New to Digital Conflicts? Subscribe for free to receive it by email every two weeks.
N.4 - March 4, 2024
Authors: Carola Frediani and Andrea Daniele Signorelli
Index:
Freezing Mistral
Amazon and the EU
The Sora Effect
In Brief
AI
Freezing Mistral
This week we have to talk about Mistral: a French startup founded in Paris less than a year ago – in April 2023 – which raised 500 million euros in its first 8 months, with a valuation of around $2 billion last December. Mistral is the second European AI startup to raise such a substantial amount of funds, after the German Aleph Alpha.

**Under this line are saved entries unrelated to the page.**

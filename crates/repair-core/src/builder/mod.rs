//! Builder pattern for constructing repair engines.
//!
//! Backends are chosen by name from the configuration and created through
//! factory functions, so the binary decides which implementations exist and
//! the configuration decides which are used.

use crate::engine::RepairEngine;
use crate::otp::{OtpGenerator, RandomOtpGenerator};
use repair_config::Config;
use repair_notify::{NotificationError, NotificationInterface, NotificationService};
use repair_storage::{StorageError, StorageInterface, StorageService};
use std::collections::HashMap;
use std::sync::Arc;
use thiserror::Error;

/// Errors that can occur during engine construction.
#[derive(Debug, Error)]
pub enum BuilderError {
	#[error("Configuration error: {0}")]
	Config(String),
}

/// Factory functions for every pluggable component, keyed by implementation
/// name.
pub struct RepairFactories<SF, NF> {
	pub storage_factories: HashMap<String, SF>,
	pub notification_factories: HashMap<String, NF>,
}

/// Builder for constructing a RepairEngine with pluggable implementations.
pub struct RepairBuilder {
	config: Config,
	otp: Arc<dyn OtpGenerator>,
}

impl RepairBuilder {
	pub fn new(config: Config) -> Self {
		Self {
			config,
			otp: Arc::new(RandomOtpGenerator),
		}
	}

	/// Replaces the random OTP source.
	pub fn with_otp_generator(mut self, otp: Arc<dyn OtpGenerator>) -> Self {
		self.otp = otp;
		self
	}

	/// Builds the engine using the factories for each component type.
	///
	/// Only the primary storage implementation is created. Every configured
	/// notification sink is created and receives all notifications. A
	/// configured implementation with no matching factory is an error.
	pub fn build<SF, NF>(
		self,
		factories: RepairFactories<SF, NF>,
	) -> Result<RepairEngine, BuilderError>
	where
		SF: Fn(&toml::Value) -> Result<Box<dyn StorageInterface>, StorageError>,
		NF: Fn(&toml::Value) -> Result<Box<dyn NotificationInterface>, NotificationError>,
	{
		let primary = &self.config.storage.primary;
		let storage_config = self
			.config
			.storage
			.implementations
			.get(primary)
			.ok_or_else(|| {
				BuilderError::Config(format!(
					"Primary storage '{}' not found in implementations",
					primary
				))
			})?;
		let factory = factories.storage_factories.get(primary).ok_or_else(|| {
			BuilderError::Config(format!("Unknown storage implementation '{}'", primary))
		})?;
		let backend = match factory(storage_config) {
			Ok(backend) => {
				tracing::info!(component = "storage", implementation = %primary, "Loaded");
				backend
			},
			Err(e) => {
				tracing::error!(
					component = "storage",
					implementation = %primary,
					error = %e,
					"Failed to create storage implementation"
				);
				return Err(BuilderError::Config(format!(
					"Failed to create storage implementation '{}': {}",
					primary, e
				)));
			},
		};
		let storage = Arc::new(StorageService::new(backend));

		let mut sinks = Vec::new();
		let mut names: Vec<_> = self.config.notifications.implementations.keys().collect();
		names.sort();
		for name in names {
			let factory = factories.notification_factories.get(name).ok_or_else(|| {
				BuilderError::Config(format!("Unknown notification implementation '{}'", name))
			})?;
			let config = &self.config.notifications.implementations[name];
			match factory(config) {
				Ok(sink) => {
					tracing::info!(component = "notifications", implementation = %name, "Loaded");
					sinks.push((name.clone(), sink));
				},
				Err(e) => {
					tracing::error!(
						component = "notifications",
						implementation = %name,
						error = %e,
						"Failed to create notification implementation"
					);
					return Err(BuilderError::Config(format!(
						"Failed to create notification implementation '{}': {}",
						name, e
					)));
				},
			}
		}

		if sinks.is_empty() {
			tracing::warn!("No notification implementations configured - notifications are disabled");
		}
		let notifications = Arc::new(NotificationService::new(sinks));

		Ok(RepairEngine::new(self.config, storage, notifications, self.otp))
	}
}
//! Handlers for the repair workflow.
//!
//! Each handler owns one area of the workflow: the OTP-gated order steps,
//! quoting, payment, evidence photos, the rider/vendor registry and vendor
//! reporting.

pub mod evidence;
pub mod order;
pub mod party;
pub mod payment;
pub mod quote;
pub mod report;

pub use evidence::EvidenceHandler;
pub use order::OrderHandler;
pub use party::PartyHandler;
pub use payment::PaymentHandler;
pub use quote::QuoteHandler;
pub use report::ReportHandler;

use crate::state::OrderStateError;
use repair_types::{ApiError, OtpKind};
use thiserror::Error;

/// Errors returned by workflow operations.
#[derive(Debug, Error)]
pub enum WorkflowError {
	#[error("Order not found: {0}")]
	OrderNotFound(String),
	#[error("Rider not found: {0}")]
	RiderNotFound(String),
	#[error("Vendor not found: {0}")]
	VendorNotFound(String),
	/// Wrong, missing or already used handoff code. Nothing was changed.
	#[error("Invalid {0} OTP")]
	InvalidOtp(OtpKind),
	#[error("{0}")]
	Validation(String),
	/// The operation is not allowed in the order's current state.
	#[error("{0}")]
	InvalidTransition(String),
	#[error("Storage error: {0}")]
	Storage(String),
}

impl From<OrderStateError> for WorkflowError {
	fn from(err: OrderStateError) -> Self {
		match err {
			OrderStateError::OrderNotFound(id) => WorkflowError::OrderNotFound(id),
			OrderStateError::InvalidOtp(kind) => WorkflowError::InvalidOtp(kind),
			e @ (OrderStateError::InvalidTransition { .. }
			| OrderStateError::InvalidQuoteTransition { .. }) => {
				WorkflowError::InvalidTransition(e.to_string())
			},
			OrderStateError::Storage(message) => WorkflowError::Storage(message),
		}
	}
}

impl From<WorkflowError> for ApiError {
	fn from(err: WorkflowError) -> Self {
		let message = err.to_string();
		match err {
			WorkflowError::OrderNotFound(_) => ApiError::NotFound {
				error_type: "ORDER_NOT_FOUND".to_string(),
				message,
			},
			WorkflowError::RiderNotFound(_) => ApiError::NotFound {
				error_type: "RIDER_NOT_FOUND".to_string(),
				message,
			},
			WorkflowError::VendorNotFound(_) => ApiError::NotFound {
				error_type: "VENDOR_NOT_FOUND".to_string(),
				message,
			},
			WorkflowError::InvalidOtp(_) => ApiError::BadRequest {
				error_type: "INVALID_OTP".to_string(),
				message,
				details: None,
			},
			WorkflowError::Validation(_) => ApiError::validation(message),
			WorkflowError::InvalidTransition(_) => ApiError::Conflict {
				error_type: "INVALID_TRANSITION".to_string(),
				message,
			},
			WorkflowError::Storage(message) => ApiError::internal(message),
		}
	}
}

#[cfg(test)]
mod tests {
	use super::*;
	use axum::http::StatusCode;
	use repair_types::OrderStatus;

	#[test]
	fn test_state_errors_map_to_workflow_errors() {
		let err: WorkflowError = OrderStateError::InvalidTransition {
			from: OrderStatus::Pending,
			to: OrderStatus::Completed,
		}
		.into();
		assert!(matches!(err, WorkflowError::InvalidTransition(msg) if msg.contains("pending")));

		let err: WorkflowError = OrderStateError::InvalidOtp(OtpKind::RiderPickup).into();
		assert!(matches!(err, WorkflowError::InvalidOtp(OtpKind::RiderPickup)));
	}

	#[test]
	fn test_api_status_codes() {
		let cases = [
			(WorkflowError::OrderNotFound("o1".into()), StatusCode::NOT_FOUND, "ORDER_NOT_FOUND"),
			(WorkflowError::VendorNotFound("v1".into()), StatusCode::NOT_FOUND, "VENDOR_NOT_FOUND"),
			(
				WorkflowError::InvalidOtp(OtpKind::CustomerReturn),
				StatusCode::BAD_REQUEST,
				"INVALID_OTP",
			),
			(
				WorkflowError::Validation("bad".into()),
				StatusCode::BAD_REQUEST,
				"VALIDATION_ERROR",
			),
			(
				WorkflowError::InvalidTransition("no".into()),
				StatusCode::CONFLICT,
				"INVALID_TRANSITION",
			),
			(
				WorkflowError::Storage("disk full".into()),
				StatusCode::INTERNAL_SERVER_ERROR,
				"INTERNAL_ERROR",
			),
		];
		for (err, status, code) in cases {
			let api: ApiError = err.into();
			assert_eq!(api.status_code(), status);
			assert_eq!(api.to_error_response().error, code);
		}
	}
}
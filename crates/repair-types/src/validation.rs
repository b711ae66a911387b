//! Checks for backend configuration tables.
//!
//! Storage and notification backends receive their settings as raw TOML
//! tables. Each backend describes the keys it understands with a [`Schema`]
//! and checks the table before it is constructed.

use thiserror::Error;

#[derive(Debug, Error)]
pub enum ValidationError {
	#[error("Missing required field: {0}")]
	MissingField(String),
	#[error("Invalid value for field '{field}': {message}")]
	InvalidValue { field: String, message: String },
	#[error("Type mismatch for field '{field}': expected {expected}, got {actual}")]
	TypeMismatch {
		field: String,
		expected: &'static str,
		actual: &'static str,
	},
}

#[derive(Debug, Clone, Copy, PartialEq, Eq)]
pub enum FieldType {
	String,
	Boolean,
}

impl FieldType {
	fn name(self) -> &'static str {
		match self {
			FieldType::String => "string",
			FieldType::Boolean => "boolean",
		}
	}

	fn matches(self, value: &toml::Value) -> bool {
		match self {
			FieldType::String => value.is_str(),
			FieldType::Boolean => value.is_bool(),
		}
	}
}

/// Extra check run once the type matches. Returns a message on failure.
pub type FieldValidator = Box<dyn Fn(&toml::Value) -> Result<(), String> + Send + Sync>;

pub struct Field {
	pub name: String,
	pub field_type: FieldType,
	pub validator: Option<FieldValidator>,
}

impl std::fmt::Debug for Field {
	fn fmt(&self, f: &mut std::fmt::Formatter<'_>) -> std::fmt::Result {
		f.debug_struct("Field")
			.field("name", &self.name)
			.field("field_type", &self.field_type)
			.field("validator", &self.validator.is_some())
			.finish()
	}
}

impl Field {
	pub fn new(name: impl Into<String>, field_type: FieldType) -> Self {
		Self {
			name: name.into(),
			field_type,
			validator: None,
		}
	}

	pub fn with_validator<F>(mut self, validator: F) -> Self
	where
		F: Fn(&toml::Value) -> Result<(), String> + Send + Sync + 'static,
	{
		self.validator = Some(Box::new(validator));
		self
	}

	fn check(&self, value: &toml::Value) -> Result<(), ValidationError> {
		if !self.field_type.matches(value) {
			return Err(ValidationError::TypeMismatch {
				field: self.name.clone(),
				expected: self.field_type.name(),
				actual: value.type_str(),
			});
		}
		match &self.validator {
			Some(validator) => validator(value).map_err(|message| ValidationError::InvalidValue {
				field: self.name.clone(),
				message,
			}),
			None => Ok(()),
		}
	}
}

/// Required and optional keys of a backend's table. Unknown keys are
/// ignored.
#[derive(Debug)]
pub struct Schema {
	pub required: Vec<Field>,
	pub optional: Vec<Field>,
}

impl Schema {
	pub fn new(required: Vec<Field>, optional: Vec<Field>) -> Self {
		Self { required, optional }
	}

	/// The value must be a table; optional keys are only checked when set.
	pub fn validate(&self, config: &toml::Value) -> Result<(), ValidationError> {
		let table = config
			.as_table()
			.ok_or_else(|| ValidationError::TypeMismatch {
				field: "root".to_string(),
				expected: "table",
				actual: config.type_str(),
			})?;

		for field in &self.required {
			match table.get(&field.name) {
				Some(value) => field.check(value)?,
				None => return Err(ValidationError::MissingField(field.name.clone())),
			}
		}
		for field in &self.optional {
			if let Some(value) = table.get(&field.name) {
				field.check(value)?;
			}
		}
		Ok(())
	}
}

/// Implemented by each pluggable backend for its configuration table.
pub trait ConfigSchema: Send + Sync {
	fn validate(&self, config: &toml::Value) -> Result<(), ValidationError>;
}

The founders come from DeepMind (CEO Arthur Mensch) and Meta (Guillaume Lample and Timothée Lacroix). Important investors come from Silicon Valley. But Mistral's founders (co-founding advisors) also include Cédric O, the former French digital minister, who has excellent relations with President Macron. "When a draft of the EU’s AI Act last year threatened to force Mistral to divulge its data recipe, Cédric O co-ordinated, with Mr Macron’s backing, a Franco-German effort to oppose such provisions. These were duly excised from the bill", writes The Economist.
This techno-political and Franco-American mix partly explains why, although Mistral presents itself as a champion of open-source AI (as opposed to the increasingly closed and proprietary approach of OpenAI) and of an emerging European tech industry, the agreement with Microsoft is the chronicle of an untold (and, as we shall see, controversial) partnership, but not an unpredictable one.
On February 26, Microsoft and Mistral announced a "multi-year partnership" that will see the startup make its language models available on Microsoft's Azure AI platform. It is the second company to do so after OpenAI. In addition, the two companies will explore collaboration around training purpose-specific models for selected customers, including European public sector workloads.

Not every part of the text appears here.